In September 2021, the Home Office further proposed placing amalgamated role under the remit of the Information Commissioner’s Office (ICO), which Sampson himself described at the time as “ill-conceived”.
Noting that surveillance oversight has historically been “overburdened and under-resourced,” the report added: “The bill contains no provision for continuing the work of driving up standards for the development, procurement, adoption and use of surveillance cameras, a programme of work widely applauded across police, practitioner and industry communities.”
According to one of the report’s interviewees, the bill also makes no provision for the absorption of Sampson’s roles by the ICO, and “just deals with extinction”.
On top of facial recognition being relegated to a solely data protection issues, the report also highlighted issues with fingerprints and DNA being handed over to the Investigatory Powers Commissioner (IPCO).
“Considering surveillance impacts and harms purely in terms of data protection is widely recognised as a highly restrictive and selective framing. It is also widely acknowledged that rights concerns arising from surveillance are not reducible to issues of privacy alone,” it said, adding the expansion of the IPCO’s remit also “risks a de facto segregation in the oversight of different biometrics techniques, where the governance of all other forms rests elsewhere.
“It removes any statutory duties from the interface of biometrics and surveillance, the policy basis on which ministers recently combined the POFA commissioner functions. Moreover, one could argue that given the potential for collateral intrusion, remote biometric surveillance resonates more closely with IPCO’s remit than fingerprints and DNA.”
However, the report added that most gaps opened up by the bill could be addressed if responsibility for the Surveillance Camera Code were moved to the IPOC, which it claimed “would harmonise all functions for oversight of traditional and remote biometrics in policing under one established and internationally regarded judicial oversight body”.

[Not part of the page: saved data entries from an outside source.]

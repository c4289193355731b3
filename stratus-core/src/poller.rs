//! Poller - Waiting for asynchronous remote operations
//!
//! Two flavors:
//! - [`await_completion`] drives a [`LongRunningOperation`] handle until it
//!   reaches a terminal status.
//! - [`StateWaiter`] repeatedly refreshes a resource and classifies each
//!   observation as pending or target, for APIs whose effects become
//!   visible only eventually.

use std::fmt;
use std::future::Future;
use std::time::Duration;

use async_trait::async_trait;

use crate::provider::{ErrorKind, ProviderError, ProviderResult};
use crate::resource::ResourceId;

/// Status reported by one poll of a long-running operation
#[derive(Debug, Clone, PartialEq, Eq)]
pub enum OperationStatus {
    InProgress,
    Succeeded,
    Failed(String),
    Canceled,
}

/// Handle to an operation the remote API executes asynchronously
#[async_trait]
pub trait LongRunningOperation: Send {
    async fn poll(&mut self) -> ProviderResult<OperationStatus>;

    /// Delay requested by the server before the next poll
    fn retry_after(&self) -> Option<Duration> {
        None
    }
}

/// Operation that finished synchronously
#[derive(Debug, Clone, Copy, Default)]
pub struct Completed;

#[async_trait]
impl LongRunningOperation for Completed {
    async fn poll(&mut self) -> ProviderResult<OperationStatus> {
        Ok(OperationStatus::Succeeded)
    }
}

/// Poll `op` until it succeeds, fails or is canceled.
///
/// Unbounded by itself; callers wrap it in [`with_timeout`].
pub async fn await_completion(
    mut op: Box<dyn LongRunningOperation>,
    interval: Duration,
) -> ProviderResult<()> {
    loop {
        match op.poll().await? {
            OperationStatus::Succeeded => return Ok(()),
            OperationStatus::Failed(message) => {
                return Err(ProviderError::remote_failure(format!(
                    "long-running operation failed: {}",
                    message
                )));
            }
            OperationStatus::Canceled => {
                return Err(ProviderError::remote_failure(
                    "long-running operation was canceled",
                ));
            }
            OperationStatus::InProgress => {
                let delay = op.retry_after().unwrap_or(interval);
                log::debug!("Operation in progress, polling again in {:?}", delay);
                tokio::time::sleep(delay).await;
            }
        }
    }
}

/// Bound `fut` by `bound`, reporting which operation on which resource ran out of time
pub async fn with_timeout<T, F>(
    operation: &str,
    id: &ResourceId,
    bound: Duration,
    fut: F,
) -> ProviderResult<T>
where
    F: Future<Output = ProviderResult<T>>,
{
    match tokio::time::timeout(bound, fut).await {
        Ok(result) => result,
        Err(_) => Err(ProviderError::timeout(format!(
            "{} did not complete within {}",
            operation,
            format_duration(bound)
        ))
        .for_resource(id.clone())),
    }
}

fn format_duration(d: Duration) -> String {
    let secs = d.as_secs();
    if secs >= 60 && secs % 60 == 0 {
        format!("{}m", secs / 60)
    } else if d.subsec_millis() == 0 {
        format!("{}s", secs)
    } else {
        format!("{:?}", d)
    }
}

#[derive(Debug, Clone, PartialEq, Eq, thiserror::Error)]
pub enum WaitError {
    #[error("timeout while waiting for state to become '{target}' (last state: '{last_state}', timeout: {timeout})")]
    Timeout {
        target: String,
        last_state: String,
        timeout: String,
    },

    #[error("unexpected state '{state}', wanted target '{target}'")]
    UnexpectedState { state: String, target: String },
}

impl From<WaitError> for ProviderError {
    fn from(e: WaitError) -> Self {
        let kind = match e {
            WaitError::Timeout { .. } => ErrorKind::Timeout,
            WaitError::UnexpectedState { .. } => ErrorKind::RemoteFailure,
        };
        ProviderError::new(kind, e.to_string()).with_cause(e)
    }
}

/// Whether a refreshed resource is still visible
#[derive(Debug, Clone, Copy, PartialEq, Eq)]
pub enum Presence {
    Exists,
    Gone,
}

impl fmt::Display for Presence {
    fn fmt(&self, f: &mut fmt::Formatter<'_>) -> fmt::Result {
        match self {
            Presence::Exists => write!(f, "Exists"),
            Presence::Gone => write!(f, "NotFound"),
        }
    }
}

const INITIAL_BACKOFF: Duration = Duration::from_millis(100);
const MAX_BACKOFF: Duration = Duration::from_secs(10);

/// Waits until a refreshed state is observed in `target`
/// `continuous_target_occurrence` times in a row.
///
/// Any pending observation resets the consecutive count.
#[derive(Debug, Clone)]
pub struct StateWaiter<S> {
    pub pending: Vec<S>,
    pub target: Vec<S>,
    pub timeout: Duration,
    /// Wait before the first refresh
    pub delay: Duration,
    /// Lower bound of the backoff between refreshes
    pub min_interval: Duration,
    /// Fixed interval between refreshes, replacing the backoff
    pub poll_interval: Option<Duration>,
    pub continuous_target_occurrence: u32,
}

impl<S> StateWaiter<S>
where
    S: PartialEq + fmt::Debug + Send,
{
    pub fn new(pending: Vec<S>, target: Vec<S>, timeout: Duration) -> Self {
        Self {
            pending,
            target,
            timeout,
            delay: Duration::ZERO,
            min_interval: Duration::ZERO,
            poll_interval: None,
            continuous_target_occurrence: 1,
        }
    }

    pub fn with_delay(mut self, delay: Duration) -> Self {
        self.delay = delay;
        self
    }

    pub fn with_min_interval(mut self, interval: Duration) -> Self {
        self.min_interval = interval;
        self
    }

    pub fn with_poll_interval(mut self, interval: Duration) -> Self {
        self.poll_interval = Some(interval);
        self
    }

    pub fn with_continuous_target_occurrence(mut self, count: u32) -> Self {
        self.continuous_target_occurrence = count.max(1);
        self
    }

    /// Refresh until the target is reached; returns the last refreshed value
    pub async fn wait<T, F, Fut>(&self, mut refresh: F) -> ProviderResult<T>
    where
        F: FnMut() -> Fut,
        Fut: Future<Output = ProviderResult<(T, S)>>,
    {
        let mut last_state: Option<String> = None;
        let outcome = tokio::time::timeout(
            self.timeout,
            self.refresh_until_target(&mut refresh, &mut last_state),
        )
        .await;

        match outcome {
            Ok(result) => result,
            Err(_) => Err(WaitError::Timeout {
                target: self.describe_target(),
                last_state: last_state.unwrap_or_else(|| "none".to_string()),
                timeout: format_duration(self.timeout),
            }
            .into()),
        }
    }

    async fn refresh_until_target<T, F, Fut>(
        &self,
        refresh: &mut F,
        last_state: &mut Option<String>,
    ) -> ProviderResult<T>
    where
        F: FnMut() -> Fut,
        Fut: Future<Output = ProviderResult<(T, S)>>,
    {
        if !self.delay.is_zero() {
            tokio::time::sleep(self.delay).await;
        }

        let mut backoff = INITIAL_BACKOFF;
        let mut occurrences = 0u32;

        loop {
            let (value, state) = refresh().await?;
            log::debug!("Refreshed state: {:?}", state);
            *last_state = Some(format!("{:?}", state));

            if self.target.contains(&state) {
                occurrences += 1;
                if occurrences >= self.continuous_target_occurrence {
                    return Ok(value);
                }
            } else if self.pending.contains(&state) {
                occurrences = 0;
            } else {
                return Err(WaitError::UnexpectedState {
                    state: format!("{:?}", state),
                    target: self.describe_target(),
                }
                .into());
            }

            let wait = match self.poll_interval {
                Some(interval) => interval,
                None => {
                    let wait = backoff.max(self.min_interval).min(MAX_BACKOFF.max(self.min_interval));
                    backoff = (backoff * 2).min(MAX_BACKOFF);
                    wait
                }
            };
            tokio::time::sleep(wait).await;
        }
    }

    fn describe_target(&self) -> String {
        self.target
            .iter()
            .map(|s| format!("{:?}", s))
            .collect::<Vec<_>>()
            .join(", ")
    }
}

It concluded while one of the bill’s stated aims is simplification of surveillance oversight, the proposed ways of achieving greater simplicity could come at the expense of effective oversight, especially given “the significant uncertainties brought by emerging technologies”, and “may actually complicate the oversight landscape” in practice.
The report has been be submitted by Sampson as part of his evidence to the DPDI Bill Committee, which is scrutinising the proposed legislation ahead of its third reading in Parliament.
“The gap analysis remains incomplete, but the interim findings suggest that there may be significant gaps were the bill to proceed in its current form,” he wrote in an email to the committee, adding its authors are “well-placed to provide an objective, evidence-based commentary for the benefit of those tasked with policymaking and the individuals who come after me once my office has gone”.
In Europe, on the other hand, MEPs recently expanded the list of prohibited AI systems – in a raft of proposed amendments to the European Union’s (EU) AI Act – to include the use of LFR in publicly accessible spaces and the indiscriminate scraping of biometric data from social media or CCTV footage to create facial-recognition databases.
While retrospective remote biometric identification systems are now prohibited, MEPs kept exceptions for law enforcement but said it would only be for the prosecution of serious crimes and only after official judicial authorisation.